From the 2967 patients included, 2128 patients were treated with olanzapine as monotherapy or combined with other drugs (olanzapine group), and 821 were treated with other antipsychotic drugs as monotherapy or combined with other drugs (control group). There were no statistical differences between treatment groups at baseline regarding age, gender, disease duration, or severity of symptoms. Olanzapine was well tolerated and effective in this study. Overall incidence of adverse events was significantly lower in the olanzapine group compared with the control group (p < .001). Somnolence and weight gain were significantly more frequent in the olanzapine group, and akathisia, dystonia, extrapyramidal syndrome, hypertonia, hypokinesia, and tremor were significantly higher in the control group. Clinical improvement at endpoint, measured through the mean change in the CGI-S and the GAF, was significantly higher in the olanzapine group compared with the control group (p = .004).

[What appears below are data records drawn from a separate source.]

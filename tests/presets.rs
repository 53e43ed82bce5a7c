use gdp_compare::chart::{ChartSettings, ZoomWindow, build_interactive};
use gdp_compare::presets::{all_series, preset_for, series_name};
use gdp_compare::{Dataset, Lang, Metric, MetricKey, QuickFilter, SeriesPair};

fn selected_for(button: &str) -> usize {
    let filter = QuickFilter::from_button_id(button).expect("known button");
    preset_for(filter).selected_count()
}

#[test]
fn button_counts() {
    assert_eq!(selected_for("btn-all"), 12);
    assert_eq!(selected_for("btn-nominal"), 2);
    assert_eq!(selected_for("btn-real"), 2);
    assert_eq!(selected_for("btn-growth"), 6);
    assert!(QuickFilter::from_button_id("btn-ppp").is_none());
}

#[test]
fn presets_cover_every_series() {
    for filter in QuickFilter::ALL {
        let sel = preset_for(filter);
        assert_eq!(sel.len(), 12);
        for id in all_series() {
            // every id has an explicit entry, selected or not
            assert!(sel.iter().any(|(k, _)| k == id));
        }
    }
}

#[test]
fn growth_preset_shows_only_growth_series() {
    let sel = preset_for(QuickFilter::Growth);
    for (id, on) in sel.iter() {
        assert_eq!(on, id.key.growth, "{}", series_name(id, Lang::En));
    }
    let nominal = preset_for(QuickFilter::Nominal);
    for (id, on) in nominal.iter() {
        assert_eq!(on, id.key == MetricKey::level(Metric::Nominal));
    }
}

#[test]
fn named_maps_match_interactive_legend() {
    let p = SeriesPair {
        china: vec![Some(1.0)],
        usa: vec![Some(2.0)],
    };
    let data = Dataset {
        years: vec![2022],
        nominal: p.clone(),
        real: p.clone(),
        ppp: p.clone(),
        nominal_growth: p.clone(),
        real_growth: p.clone(),
        ppp_growth: p,
    };
    for lang in [Lang::Zh, Lang::En] {
        let settings = ChartSettings {
            lang,
            ..Default::default()
        };
        let option = build_interactive(&data, &preset_for(QuickFilter::All), &settings, ZoomWindow::default());
        for filter in QuickFilter::ALL {
            let named = preset_for(filter).named(lang);
            let mut keys: Vec<&String> = named.keys().collect();
            let mut legend: Vec<&String> = option.legend.data.iter().collect();
            keys.sort();
            legend.sort();
            assert_eq!(keys, legend);
        }
    }
}
//! Chart builders: resolved data + labels -> [`ChartOption`].
//!
//! Every call builds a complete option from scratch; nothing is patched.

use crate::format::{Lang, format_value};
use crate::models::{Country, Dataset, MetricKey, SeriesPair};
use crate::option::*;
use crate::presets::{LegendSelection, all_series, series_name};
use crate::resolve::{LabelBundle, country_name};
use serde::{Deserialize, Serialize};
use std::fmt;

pub const CHINA_COLOR: &str = "#e74c3c";
pub const USA_COLOR: &str = "#3498db";
const TOOLTIP_BACKGROUND: &str = "rgba(255, 255, 255, 0.8)";
const GRID_COLOR: &str = "#f5f5f5";
const AXIS_COLOR: &str = "#999";

pub fn country_color(country: Country) -> &'static str {
    match country {
        Country::China => CHINA_COLOR,
        Country::Usa => USA_COLOR,
    }
}

/// Language and number locale used for every label of a chart.
#[derive(Debug, Clone, PartialEq, Eq)]
pub struct ChartSettings {
    pub lang: Lang,
    pub locale: String,
}

impl Default for ChartSettings {
    fn default() -> Self {
        Self {
            lang: Lang::Zh,
            locale: "en".to_string(),
        }
    }
}

/// Visible part of the year axis, in percent.
#[derive(Debug, Clone, Copy, PartialEq, Serialize, Deserialize)]
pub struct ZoomWindow {
    pub start: f64,
    pub end: f64,
}

impl Default for ZoomWindow {
    fn default() -> Self {
        Self {
            start: 0.0,
            end: 100.0,
        }
    }
}

impl ZoomWindow {
    /// Clamp to 0..=100 and order the bounds.
    pub fn new(start: f64, end: f64) -> Self {
        let a = start.clamp(0.0, 100.0);
        let b = end.clamp(0.0, 100.0);
        Self {
            start: a.min(b),
            end: a.max(b),
        }
    }
}

fn axis_line() -> AxisLine {
    AxisLine {
        line_style: ColorStyle {
            color: AXIS_COLOR.to_string(),
        },
    }
}

/// Everything but the series.
fn scaffold(
    title: &str,
    unit: &str,
    growth_ticks: bool,
    legend: Vec<String>,
    years: &[i32],
    settings: &ChartSettings,
    zoom: ZoomWindow,
) -> ChartOption {
    ChartOption {
        title: Title {
            text: title.to_string(),
            left: "center".to_string(),
            top: 10,
            text_style: TextStyle {
                font_size: 18,
                font_weight: "bold".to_string(),
            },
        },
        tooltip: Tooltip {
            trigger: "axis".to_string(),
            formatter: TooltipFormatter {
                lang: settings.lang,
                locale: settings.locale.clone(),
            },
            background_color: TOOLTIP_BACKGROUND.to_string(),
            border_color: "#ccc".to_string(),
            border_width: 1,
        },
        legend: Legend {
            data: legend,
            bottom: 10,
            selected: Default::default(),
        },
        grid: Grid {
            left: "5%".to_string(),
            right: "5%".to_string(),
            top: 60,
            bottom: 60,
            contain_label: true,
        },
        toolbox: Toolbox {
            feature: ToolboxFeature::default(),
            right: 20,
            top: 20,
        },
        data_zoom: vec![
            DataZoom {
                kind: ZoomKind::Inside,
                start: zoom.start,
                end: zoom.end,
                bottom: None,
                height: None,
                x_axis_index: vec![0],
            },
            DataZoom {
                kind: ZoomKind::Slider,
                start: zoom.start,
                end: zoom.end,
                bottom: Some(10),
                height: Some(20),
                x_axis_index: vec![0],
            },
        ],
        x_axis: CategoryAxis {
            kind: "category".to_string(),
            data: years.to_vec(),
            axis_line: axis_line(),
            axis_label: CategoryLabel {
                formatter: settings.lang.year_template().to_string(),
            },
        },
        y_axis: ValueAxis {
            kind: "value".to_string(),
            name: unit.to_string(),
            name_text_style: NameTextStyle {
                padding: [0, 30, 0, 0],
            },
            axis_line: axis_line(),
            split_line: AxisLine {
                line_style: ColorStyle {
                    color: GRID_COLOR.to_string(),
                },
            },
            axis_label: ValueLabel {
                formatter: TickFormatter {
                    growth: growth_ticks,
                    lang: settings.lang,
                },
            },
        },
        series: Vec::new(),
    }
}

/// Two-series comparison chart for one metric key.
///
/// Level charts pin each country's maximum; growth charts do not.
pub fn build_single(
    years: &[i32],
    pair: &SeriesPair,
    key: MetricKey,
    labels: &LabelBundle,
    settings: &ChartSettings,
    zoom: ZoomWindow,
) -> ChartOption {
    let lang = settings.lang;
    let legend = Country::ALL
        .iter()
        .map(|c| country_name(*c, lang).to_string())
        .collect();
    let mut option = scaffold(
        &labels.title,
        &labels.unit,
        labels.is_growth,
        legend,
        years,
        settings,
        zoom,
    );

    for country in Country::ALL {
        let color = country_color(country).to_string();
        let mark_point = (!labels.is_growth).then(|| MarkPoint {
            data: vec![MarkPointItem {
                kind: "max".to_string(),
                name: match lang {
                    Lang::Zh => "最大值".to_string(),
                    Lang::En => "max".to_string(),
                },
            }],
            symbol: "pin".to_string(),
            symbol_size: 50,
            item_style: ItemStyle {
                color: color.clone(),
                border_color: None,
                border_width: None,
            },
        });
        option.series.push(LineSeries {
            name: country_name(country, lang).to_string(),
            kind: "line".to_string(),
            data: pair.get(country).to_vec(),
            symbol: "circle".to_string(),
            symbol_size: 6,
            connect_nulls: false,
            item_style: ItemStyle {
                color: color.clone(),
                border_color: None,
                border_width: None,
            },
            line_style: LineStyle {
                width: 3.0,
                kind: LineType::Solid,
                shadow_color: Some("rgba(0, 0, 0, 0.3)".to_string()),
                shadow_blur: Some(5),
                shadow_offset_y: Some(3),
            },
            emphasis: Emphasis {
                item_style: ItemStyle {
                    color: color.clone(),
                    border_color: Some(color),
                    border_width: Some(3),
                },
            },
            mark_point,
            meta: SeriesMeta { country, key },
        });
    }
    option
}

fn line_type(key: MetricKey) -> LineType {
    use crate::models::Metric;
    match key.metric {
        Metric::Nominal => LineType::Solid,
        Metric::Real => LineType::Dashed,
        Metric::Ppp => LineType::Dotted,
    }
}

/// Title and axis name of the multi-series chart.
pub fn interactive_labels(lang: Lang) -> LabelBundle {
    let (title, unit) = match lang {
        Lang::Zh => ("中美GDP多指标对比(1978-至今)", "十亿美元 / 增长率(%)"),
        Lang::En => (
            "China vs. USA GDP, all measures (1978-present)",
            "billion $ / growth rate (%)",
        ),
    };
    LabelBundle {
        title: title.to_string(),
        unit: unit.to_string(),
        is_growth: false,
    }
}

/// All six metrics for both countries on one axis pair; `selection` decides
/// which of the 12 lines are shown.
pub fn build_interactive(
    dataset: &Dataset,
    selection: &LegendSelection,
    settings: &ChartSettings,
    zoom: ZoomWindow,
) -> ChartOption {
    let lang = settings.lang;
    let labels = interactive_labels(lang);
    let ids = all_series();
    let legend = ids.iter().map(|id| series_name(*id, lang)).collect();
    let mut option = scaffold(
        &labels.title,
        &labels.unit,
        false,
        legend,
        &dataset.years,
        settings,
        zoom,
    );
    option.legend.selected = selection.named(lang);

    for id in ids {
        let color = country_color(id.country).to_string();
        let (width, symbol_size) = if id.key.growth { (1.5, 3) } else { (3.0, 4) };
        option.series.push(LineSeries {
            name: series_name(id, lang),
            kind: "line".to_string(),
            data: dataset.series(id.key).get(id.country).to_vec(),
            symbol: "circle".to_string(),
            symbol_size,
            connect_nulls: false,
            item_style: ItemStyle {
                color: color.clone(),
                border_color: None,
                border_width: None,
            },
            line_style: LineStyle {
                width,
                kind: line_type(id.key),
                shadow_color: None,
                shadow_blur: None,
                shadow_offset_y: None,
            },
            emphasis: Emphasis {
                item_style: ItemStyle {
                    color: color.clone(),
                    border_color: Some(color),
                    border_width: Some(2),
                },
            },
            mark_point: None,
            meta: id,
        });
    }
    option
}

#[derive(Debug, Clone, PartialEq, Eq)]
pub struct TooltipRow {
    pub name: String,
    pub value: String,
}

/// Text shown when hovering one year.
#[derive(Debug, Clone, PartialEq, Eq)]
pub struct TooltipContent {
    pub header: String,
    pub rows: Vec<TooltipRow>,
}

impl TooltipContent {
    pub fn value_of(&self, name: &str) -> Option<&str> {
        self.rows
            .iter()
            .find(|r| r.name == name)
            .map(|r| r.value.as_str())
    }

    /// Markup as the browser tooltip shows it.
    pub fn to_html(&self) -> String {
        let mut out = format!("{}<br/>", self.header);
        for row in &self.rows {
            out.push_str(&format!("{}: {}<br/>", row.name, row.value));
        }
        out
    }
}

impl fmt::Display for TooltipContent {
    fn fmt(&self, f: &mut fmt::Formatter<'_>) -> fmt::Result {
        writeln!(f, "{}", self.header)?;
        for row in &self.rows {
            writeln!(f, "{}: {}", row.name, row.value)?;
        }
        Ok(())
    }
}

/// Evaluate the tooltip formatter of `option` at a category index.
///
/// Rows come from the visible series; labels and percent formatting are
/// derived from each series' [`SeriesMeta`], never from its display name.
pub fn tooltip(option: &ChartOption, index: usize) -> Option<TooltipContent> {
    let year = *option.x_axis.data.get(index)?;
    let fmt = &option.tooltip.formatter;
    let single_key = option
        .series
        .first()
        .map(|s| s.meta.key)
        .filter(|k| option.series.iter().all(|s| s.meta.key == *k));

    let rows = option
        .visible_series()
        .map(|s| {
            let name = match single_key {
                Some(_) => country_name(s.meta.country, fmt.lang).to_string(),
                None => series_name(s.meta, fmt.lang),
            };
            let value = s.data.get(index).copied().flatten();
            TooltipRow {
                name,
                value: format_value(value, s.meta.key.growth, fmt.lang, &fmt.locale),
            }
        })
        .collect();

    Some(TooltipContent {
        header: fmt.lang.year_label(year),
        rows,
    })
}

/// Tooltip at a year rather than an index.
pub fn tooltip_at_year(option: &ChartOption, year: i32) -> Option<TooltipContent> {
    let index = option.x_axis.data.iter().position(|y| *y == year)?;
    tooltip(option, index)
}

These results show that olanzapine is safe and effective in nonselected schizophrenic outpatients and are consistent with the efficacy and safety profile that olanzapine has shown in previous controlled clinical trials.
对照临床试验的结果应通过在按照常规临床实践治疗的非选择性患者队列中进行安全性和有效性研究来加以证实。
符合精神分裂症(ICD - 10标准)的门诊患者在接受抗精神病药物新处方时进入这项前瞻性、自然主义研究。治疗分配基于纯粹的临床标准,因为该研究不包括任何实验性干预。通过收集自发不良事件以及一份针对锥体外系症状的特定问卷来评估安全性。通过临床总体印象 - 严重程度(CGI - S)和功能总体评定量表(GAF)来衡量整体临床状况。
在纳入的2967例患者中,2128例患者接受奥氮平单药治疗或与其他药物联合治疗(奥氮平组),821例患者接受其他抗精神病药物单药治疗或与其他药物联合治疗(对照组)。治疗组在基线时的年龄、性别、病程或症状严重程度方面无统计学差异。在本研究中,奥氮平耐受性良好且有效。奥氮平组不良事件的总体发生率显著低于对照组(p <.001)。嗜睡和体重增加在奥氮平组中明显更常见,而静坐不能、肌张力障碍、锥体外系综合征、张力亢进、运动减退和震颤在对照组中明显更高。通过CGI - S和GAF的平均变化衡量的终点临床改善情况,奥氮平组明显高于对照组(p =.004)。
这些结果表明奥氮平在非选择性精神分裂症门诊患者中安全有效,并且与奥氮平在先前对照临床试验中所显示的疗效和安全性概况一致。